Il y a aussi des exigences économiques à respecter. L’inscription au rallye coûte une centaine d’euros en moyenne. Être un garçon ou une fille importe beaucoup lorsque l’on entre dans ce monde. Le budget dépensé est beaucoup plus important pour les femmes. Selon la tradition, ce sont elles qui doivent recevoir et donc organiser les soirées dansantes. Cela représente « une charge de 3 000 à 10 000 euros en général », indique Mme Lanquet, membre du rallye Cheverny.

Dès l’âge de 8 ans, les familles inscrivent leurs enfants aux rallyes pour ne pas se retrouver sur liste d’attente. Le cycle démarre à 12 ans en moyenne pour les filles contre une ou deux années de plus pour les garçons. Pendant deux ans, les collégiens enchaînent les sorties culturelles, sportives et les loisirs dans des groupes non mixtes. L’année suivante, ils se retrouvent pour des jeux de cartes, de casino et du billard.

Garçons et filles consacrent ensuite leur quatrième année à des cours de « rock » une fois par mois, au cours desquels ils apprennent aussi à danser la valse et le madison. C’est à ces occasions que les familles des garçons reçoivent. Ils finissent leur cycle de rallyes par des soirées dansantes, organisées deux fois par mois pendant tout leur lycée, voire pendant un an en études supérieures. Il existe même des soirées mondaines pour les trentenaires célibataires qui souhaitent trouver un conjoint du même milieu social.

Les rallyes sont fréquents et nombreux, surtout dans la capitale.
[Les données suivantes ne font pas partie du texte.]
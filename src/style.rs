use std::fmt;
use std::rc::Rc;

use egui::Color32;
use serde::{Deserialize, Serialize};

/// The ten-colour qualitative cycle shapes are painted with by default.
/// Shape number `n` gets entry `n % 10`.
pub const TAB10: [Color32; 10] = [
    Color32::from_rgb(0x1f, 0x77, 0xb4),
    Color32::from_rgb(0xff, 0x7f, 0x0e),
    Color32::from_rgb(0x2c, 0xa0, 0x2c),
    Color32::from_rgb(0xd6, 0x27, 0x28),
    Color32::from_rgb(0x94, 0x67, 0xbd),
    Color32::from_rgb(0x8c, 0x56, 0x4b),
    Color32::from_rgb(0xe3, 0x77, 0xc2),
    Color32::from_rgb(0x7f, 0x7f, 0x7f),
    Color32::from_rgb(0xbc, 0xbd, 0x22),
    Color32::from_rgb(0x17, 0xbe, 0xcf),
];

/// Palette colour for the shape with the given creation number
pub fn default_color(number: usize) -> Color32 {
    TAB10[number % TAB10.len()]
}

/// Replace the alpha of `color`, keeping its unmultiplied RGB
pub fn with_alpha(color: Color32, alpha: f32) -> Color32 {
    let [r, g, b, _] = color.to_srgba_unmultiplied();
    let a = (alpha.clamp(0.0, 1.0) * 255.0).round() as u8;
    Color32::from_rgba_unmultiplied(r, g, b, a)
}

#[derive(Debug, Clone, Copy, PartialEq, Eq, Default, Serialize, Deserialize)]
pub enum LineStyle {
    #[default]
    Solid,
    Dashed,
    Dotted,
}

#[derive(Debug, Clone, Copy, PartialEq, Eq, Default, Serialize, Deserialize)]
pub enum MarkerStyle {
    #[default]
    Circle,
    Square,
    Cross,
}

/// A style input as supplied by host code.
///
/// Resolution happens once, when a shape is spawned, against the shape's
/// creation number. Values are never re-resolved for live shapes.
#[derive(Clone)]
pub enum StyleValue<T> {
    /// Use the family default (palette colour for colours)
    Auto,
    /// The same value for every shape
    Fixed(T),
    /// Entry `number % len` for shape `number`
    Cycle(Vec<T>),
    /// Called once per spawned shape
    Generator(Rc<dyn Fn() -> T>),
}

impl<T> Default for StyleValue<T> {
    fn default() -> Self {
        Self::Auto
    }
}

impl<T> From<T> for StyleValue<T> {
    fn from(value: T) -> Self {
        Self::Fixed(value)
    }
}

impl<T: fmt::Debug> fmt::Debug for StyleValue<T> {
    fn fmt(&self, f: &mut fmt::Formatter<'_>) -> fmt::Result {
        match self {
            Self::Auto => f.write_str("Auto"),
            Self::Fixed(value) => f.debug_tuple("Fixed").field(value).finish(),
            Self::Cycle(values) => f.debug_tuple("Cycle").field(values).finish(),
            Self::Generator(_) => f.write_str("Generator(<fn>)"),
        }
    }
}

impl<T: Clone> StyleValue<T> {
    pub fn generator(f: impl Fn() -> T + 'static) -> Self {
        Self::Generator(Rc::new(f))
    }

    /// Resolve for shape `number`. `None` means "use the family default".
    pub fn resolve(&self, number: usize) -> Option<T> {
        match self {
            Self::Auto => None,
            Self::Fixed(value) => Some(value.clone()),
            Self::Cycle(values) if values.is_empty() => None,
            Self::Cycle(values) => Some(values[number % values.len()].clone()),
            Self::Generator(f) => Some(f()),
        }
    }
}

/// Style inputs shared by every shape a tool spawns
#[derive(Debug, Clone, Default)]
pub struct StyleOptions {
    pub edge_color: StyleValue<Color32>,
    pub face_color: StyleValue<Color32>,
    pub face_alpha: StyleValue<f32>,
    pub line_width: StyleValue<f32>,
    pub line_style: StyleValue<LineStyle>,
    pub marker: StyleValue<MarkerStyle>,
    pub marker_size: StyleValue<f32>,
}

/// Per-family fallbacks for `StyleValue::Auto`
#[derive(Debug, Clone, Copy, PartialEq)]
pub struct StyleDefaults {
    pub face_alpha: f32,
    pub line_width: f32,
    pub marker_size: f32,
}

impl StyleDefaults {
    pub const PATCH: Self = Self {
        face_alpha: 0.05,
        line_width: 1.5,
        marker_size: 5.0,
    };
    pub const SPAN: Self = Self {
        face_alpha: 0.1,
        line_width: 1.0,
        marker_size: 5.0,
    };
    pub const LINE: Self = Self {
        face_alpha: 1.0,
        line_width: 1.5,
        marker_size: 5.0,
    };
}

/// Concrete style of one shape, fixed at spawn time
#[derive(Debug, Clone, Copy, PartialEq)]
pub struct ResolvedStyle {
    pub edge_color: Color32,
    pub face_color: Color32,
    pub line_width: f32,
    pub line_style: LineStyle,
    pub marker: MarkerStyle,
    pub marker_size: f32,
}

impl StyleOptions {
    pub fn resolve(&self, number: usize, defaults: StyleDefaults) -> ResolvedStyle {
        let palette = default_color(number);
        let alpha = self.face_alpha.resolve(number);
        let face_color = match self.face_color.resolve(number) {
            Some(color) => alpha.map_or(color, |a| with_alpha(color, a)),
            None => with_alpha(palette, alpha.unwrap_or(defaults.face_alpha)),
        };

        ResolvedStyle {
            edge_color: self.edge_color.resolve(number).unwrap_or(palette),
            face_color,
            line_width: self.line_width.resolve(number).unwrap_or(defaults.line_width),
            line_style: self.line_style.resolve(number).unwrap_or_default(),
            marker: self.marker.resolve(number).unwrap_or_default(),
            marker_size: self.marker_size.resolve(number).unwrap_or(defaults.marker_size),
        }
    }
}

#[cfg(test)]
mod tests {
    use super::*;
    use std::cell::Cell;

    #[test]
    fn test_auto_uses_palette() {
        let style = StyleOptions::default().resolve(2, StyleDefaults::PATCH);
        assert_eq!(style.edge_color, TAB10[2]);
        assert_eq!(style.face_color, with_alpha(TAB10[2], 0.05));
        assert_eq!(default_color(12), TAB10[2]);
    }

    #[test]
    fn test_cycle_wraps_by_number() {
        let value = StyleValue::Cycle(vec![1.0_f32, 2.0, 3.0]);
        assert_eq!(value.resolve(0), Some(1.0));
        assert_eq!(value.resolve(4), Some(2.0));
        assert_eq!(StyleValue::<f32>::Cycle(Vec::new()).resolve(3), None);
    }

    #[test]
    fn test_generator_called_once_per_resolve() {
        let calls = Rc::new(Cell::new(0));
        let counter = calls.clone();
        let options = StyleOptions {
            line_width: StyleValue::generator(move || {
                counter.set(counter.get() + 1);
                4.0
            }),
            ..Default::default()
        };
        let style = options.resolve(0, StyleDefaults::LINE);
        assert_eq!(style.line_width, 4.0);
        assert_eq!(calls.get(), 1);
    }

    #[test]
    fn test_fixed_face_keeps_alpha_unless_overridden() {
        let options = StyleOptions {
            face_color: Color32::RED.into(),
            ..Default::default()
        };
        assert_eq!(options.resolve(0, StyleDefaults::SPAN).face_color, Color32::RED);

        let options = StyleOptions {
            face_color: Color32::RED.into(),
            face_alpha: StyleValue::Fixed(0.5),
            ..Default::default()
        };
        assert_eq!(
            options.resolve(0, StyleDefaults::SPAN).face_color,
            with_alpha(Color32::RED, 0.5)
        );
    }
}
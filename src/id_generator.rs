use std::sync::atomic::{AtomicUsize, Ordering};

// One static counter per id space
static NEXT_VISUAL_ID: AtomicUsize = AtomicUsize::new(1);
static NEXT_TOOL_ID: AtomicUsize = AtomicUsize::new(1);

pub fn generate_visual_id() -> usize {
    NEXT_VISUAL_ID.fetch_add(1, Ordering::SeqCst)
}

pub fn generate_tool_id() -> usize {
    NEXT_TOOL_ID.fetch_add(1, Ordering::SeqCst)
}
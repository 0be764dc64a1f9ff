use crate::AnnotateApp;
use crate::app::Family;
use crate::tools::GestureState;

pub fn tools_panel(app: &mut AnnotateApp, ctx: &egui::Context) {
    egui::SidePanel::left("tools_panel")
        .resizable(true)
        .default_width(200.0)
        .show(ctx, |ui| {
            ui.heading("Tools");

            let active = app.active_family();
            for family in Family::ALL {
                let count = app
                    .workspace()
                    .and_then(|workspace| workspace.tool(family))
                    .map_or(0, |tool| tool.len());
                let label = format!("{} ({count})", family.label());
                if ui.selectable_label(active == family, label).clicked() && active != family {
                    log::info!("Tool selected from UI: {}", family.label());
                    app.set_active_family(family);
                }
            }
            ui.separator();

            let Some(workspace) = app.workspace_mut() else {
                return;
            };

            let mut pan = workspace.canvas().borrow().pan_mode();
            if ui.checkbox(&mut pan, "Pan").changed() {
                workspace.canvas().borrow_mut().set_pan_mode(pan);
            }

            ui.horizontal(|ui| {
                if let Some(tool) = workspace.tool_mut(active) {
                    if ui.button("Clear").clicked() {
                        tool.clear();
                    }
                    if ui.button("Reset").clicked() {
                        tool.reset();
                    }
                    let frozen = !tool.is_active();
                    if ui.button(if frozen { "Start" } else { "Freeze" }).clicked() {
                        if frozen {
                            tool.start();
                        } else {
                            tool.freeze();
                        }
                    }
                }
            });
            ui.horizontal(|ui| {
                if ui.button("Clear all").clicked() {
                    workspace.clear_all();
                }
                if ui.button("Reset all").clicked() {
                    workspace.reset_all();
                }
            });

            ui.separator();
            if let Some(tool) = workspace.tool(active) {
                let state = match tool.gesture_state() {
                    GestureState::Idle => "idle",
                    GestureState::Spawning => "spawning",
                    GestureState::VertexDrag => "moving vertex",
                    GestureState::ShapeDrag => "dragging",
                };
                ui.label(format!("{}: {state}", tool.name()));
            }
            ui.label("Left click: place vertices or grab a handle");
            ui.label("Right drag: move a shape");
            ui.label("Middle or Ctrl click: remove a shape");
        });
}
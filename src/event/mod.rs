mod bus;
mod events;

pub use bus::{CallbackRegistry, SubscriptionId};
pub use events::{LifecycleEvent, ToolEvent};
Mais il en existe aussi beaucoup en province, aussi bien dans les grandes métropoles telles Lyon ou à Toulouse que dans les plus petites villes comme Tours. Si l’idée et les principes du rallye restent inchangés, les soirées parisiennes et les soirées en province diffèrent sur plusieurs points. « En province, c’est beaucoup plus familial », confirme Fanny Barraya, organisatrice du rallye Plantagenêt d’Angers. « Ici, ce sont les familles qui reçoivent qui cuisinent pour leurs invités. Il n’y a ni traiteurs ni serveurs. Ce sont des petits comités de maximum 80 personnes. »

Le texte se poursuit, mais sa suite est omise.